For better or worse, Rosanne Cash tends to attract a lot of attention simply for being the daughter of the late country legend Johnny Cash. A less ambitious person might have been content to, well, cash in on the family name.
But over the years, Cash has doggedly made her own way in the music world, producing numerous chart-topping singles, capturing a Grammy and winning critical acclaim for her musical artistry.
With her latest album, Black Cadillac, Cash again proves she is more than Johnny's daughter. She is a songwriter who created a potent treatise on grief and loss ("Now it's a lonely world/ guess it always was") that is decidedly for grown-ups.
Tomorrow night, Cash performs at Concord's Capitol Center for the Arts in a benefit show for Child & Family Services of New Hampshire. She spoke with us last week from her home in the Chelsea section of Greenwich Village.
Monitor: Your show here in Concord is a benefit for Child & Family Services. Is there special meaning for you in doing shows and benefit work?

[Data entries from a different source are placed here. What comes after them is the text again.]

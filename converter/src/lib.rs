//! Convert PDF documents into per-page PNG images published to a file store.

pub mod convert;
pub mod download;
pub mod drive;
pub mod error;
pub mod render;
pub mod usage;

pub use convert::Converter;
pub use error::Error;

/// Install the global `tracing` subscriber.
///
/// The filter defaults to `info` and can be overridden with `RUST_LOG`. Records emitted through
/// the `log` facade (for example by tide's request logger) are forwarded to the same subscriber.
/// Calling this more than once is harmless.
pub fn init_logging() {
    use std::sync::Once;
    use tracing_subscriber::{fmt, layer::SubscriberExt, util::SubscriberInitExt, EnvFilter};

    static INIT: Once = Once::new();
    INIT.call_once(|| {
        let filter = EnvFilter::try_from_default_env().unwrap_or_else(|_| EnvFilter::new("info"));
        // Tests may have installed a subscriber already; keep it.
        let _ = tracing_subscriber::registry()
            .with(filter)
            .with(fmt::layer().with_target(true))
            .try_init();
    });
}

Cash: Oh, absolutely. I love to do what I can to focus on children. I work here with the Young People's Chorus of New York City. It's a chorus that helps out some kids in some very, very difficult circumstances. This is tremendously important work to me.
You continue to get great response to Black Cadillac, the album you completed after the deaths of your mother Vivian, your father Johnny and your stepmother June. Did you expect that the album would connect with people as much as it has?

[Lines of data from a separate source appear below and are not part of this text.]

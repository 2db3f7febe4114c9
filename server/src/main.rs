use clap::Parser;
use converter::{convert, drive, render, Converter};
use serde::Deserialize;
use serde_json::json;
use std::sync::Arc;
use std::time::Instant;
use tide::{utils::After, Middleware, Next, Request, Response, StatusCode};

mod test_runner;

/// Start the PDF conversion server.
#[derive(Clone, Debug, Parser)]
struct Options {
    /// The interface on which the app should be served.
    #[clap(long, env = "HOST", default_value = "0.0.0.0")]
    host: String,

    /// The port where the app should be served.
    #[clap(short, long, env = "PORT", default_value = "8000")]
    port: u16,

    #[clap(flatten)]
    convert: convert::Options,

    #[clap(flatten)]
    drive: drive::Options,

    #[clap(flatten)]
    render: render::Options,
}

impl Options {
    async fn serve(&self) -> Result<(), anyhow::Error> {
        let rasterizer = Arc::new(self.render.rasterizer()?);
        let drive = self.drive.connect()?;
        let mut app = app(Converter::new(self.convert.clone(), rasterizer, drive));
        if let Some(dir) = &self.drive.local_drive_dir {
            app.at("/files").serve_dir(dir)?;
        }
        app.listen(format!("{}:{}", self.host, self.port)).await?;
        Ok(())
    }
}

type State = Arc<Converter>;

/// Body of a conversion request.
#[derive(Clone, Debug, Deserialize)]
struct PdfUrl {
    url: String,
}

/// Build the HTTP API around `converter`.
fn app(converter: Converter) -> tide::Server<State> {
    let mut app = tide::with_state(Arc::new(converter));
    app.with(RequestLogger);

    // Report every error as `{"detail": message}`.
    app.with(After(|mut res: Response| async move {
        let detail = match res.error() {
            Some(err) => Some(err.to_string()),
            None if res.status() == StatusCode::NotFound => Some("Not Found".to_string()),
            None => None,
        };
        if let Some(detail) = detail {
            res.set_body(json!({ "detail": detail }));
        }
        Ok(res)
    }));

    app.at("/convert-pdf").post(convert_pdf);
    app.at("/health").get(health);
    app
}

/// Logs the method, path, status and duration of every request.
struct RequestLogger;

#[tide::utils::async_trait]
impl Middleware<State> for RequestLogger {
    async fn handle(&self, req: Request<State>, next: Next<'_, State>) -> tide::Result {
        let method = req.method();
        let path = req.url().path().to_string();
        let start = Instant::now();
        let res = next.run(req).await;
        tracing::info!(
            %method,
            %path,
            status = res.status() as u16,
            elapsed = ?start.elapsed(),
            "request handled"
        );
        Ok(res)
    }
}

async fn convert_pdf(mut req: Request<State>) -> tide::Result {
    let PdfUrl { url } = req.body_json().await.map_err(|err| {
        tide::Error::from_str(
            StatusCode::UnprocessableEntity,
            format!("invalid request body: {err}"),
        )
    })?;
    let images = req
        .state()
        .convert(&url)
        .await
        .map_err(|err| tide::Error::from_str(err.status(), err.to_string()))?;
    Ok(Response::builder(StatusCode::Ok)
        .body(json!({ "images": images }))
        .build())
}

async fn health(_req: Request<State>) -> tide::Result {
    Ok(Response::builder(StatusCode::Ok)
        .body(json!({ "status": "ok" }))
        .build())
}

#[async_std::main]
async fn main() -> Result<(), anyhow::Error> {
    dotenvy::dotenv().ok();
    converter::init_logging();
    Options::parse().serve().await
}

Well, I don't know that it has made a huge impact, but it did seem to resonate with people. This is different music - not stuff that is going to make the Top 40 or appeal to teens. As I write, I am never thinking about, you know, the marketing. It's never, let's make a country record, let's make a rock record. On that album, I used eclectic sounds that fit for me, everything from Appalachian-influenced music to elegiac New Orleans-style sound.
Your album dealt with grief both acute and enduring. You have talked about having an ongoing relationship with the dead. Does that process of grieving end? Evolve? Change?

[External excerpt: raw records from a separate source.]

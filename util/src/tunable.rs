use config::{Config, ConfigError};
use lazy_static::lazy_static;
use log::*;
use serde::Deserialize;
use std::{fmt::Debug, sync::RwLock};

lazy_static! {
    pub static ref CONFIG: RwLock<Config> = Default::default();
}

/// Look up a tunable by name, falling back to the compiled-in default if the
/// config file doesn't mention it.  Typically called once from a lazy_static
/// initializer at the use site.
pub fn get_tunable<'de, T>(name: &str, default: T) -> T
where
    T: Deserialize<'de> + Debug,
{
    match CONFIG.read().unwrap().get(name) {
        Ok(value) => {
            info!("tunable {}: using value {:?} from config file", name, value);
            value
        }
        Err(ConfigError::NotFound(_)) => default,
        Err(e) => {
            warn!("tunable {}: using default {:?}: {}", name, default, e);
            default
        }
    }
}

/// Merge a config file into the tunable registry.  Must happen before any
/// get_tunable() call whose value it should affect.
pub fn read_tunable_config(file_name: &str) {
    let mut config = CONFIG.write().unwrap();
    config.merge(config::File::with_name(file_name)).unwrap();
    info!("tunables: {}", config.cache);
}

After parents die, you end up with these internalized parents, and they can become very large. You make the choice to relate to the best characteristics and traits of those you've lost, not the worst. That's a liberty you're allowed to take.
You had to deal with a world that wanted - almost insisted - on grieving right along with you when your father died.
I felt very intruded upon. It felt like everybody wanted to co-opt my grief. I became very fierce about protecting myself. Those were rough waters to navigate - there was so much public stuff right after - music, photos. The movie [Walk the Line]. An onslaught. I remember carefully passing by newsstands, trying to brace myself. You couldn't shut it out.
But as you began to write about those losses, you spoke to the more universal - the loss, the stages of life - and didn't focus on that intrusion. You were able to kind of reclaim your family as your family - not the public figures. Is this what you thought you might be writing as you hit your 50s?
No! And I'm glad I didn't know the subject matter ahead of time. It would have been scary to know that period was coming. And honestly, I hope I never have to write quite like that again.
You were very publicly against the war in Iraq before everybody else was; you are also vocal about issues such as gun control. Has there been difficulty for you in being willing to be so vocal?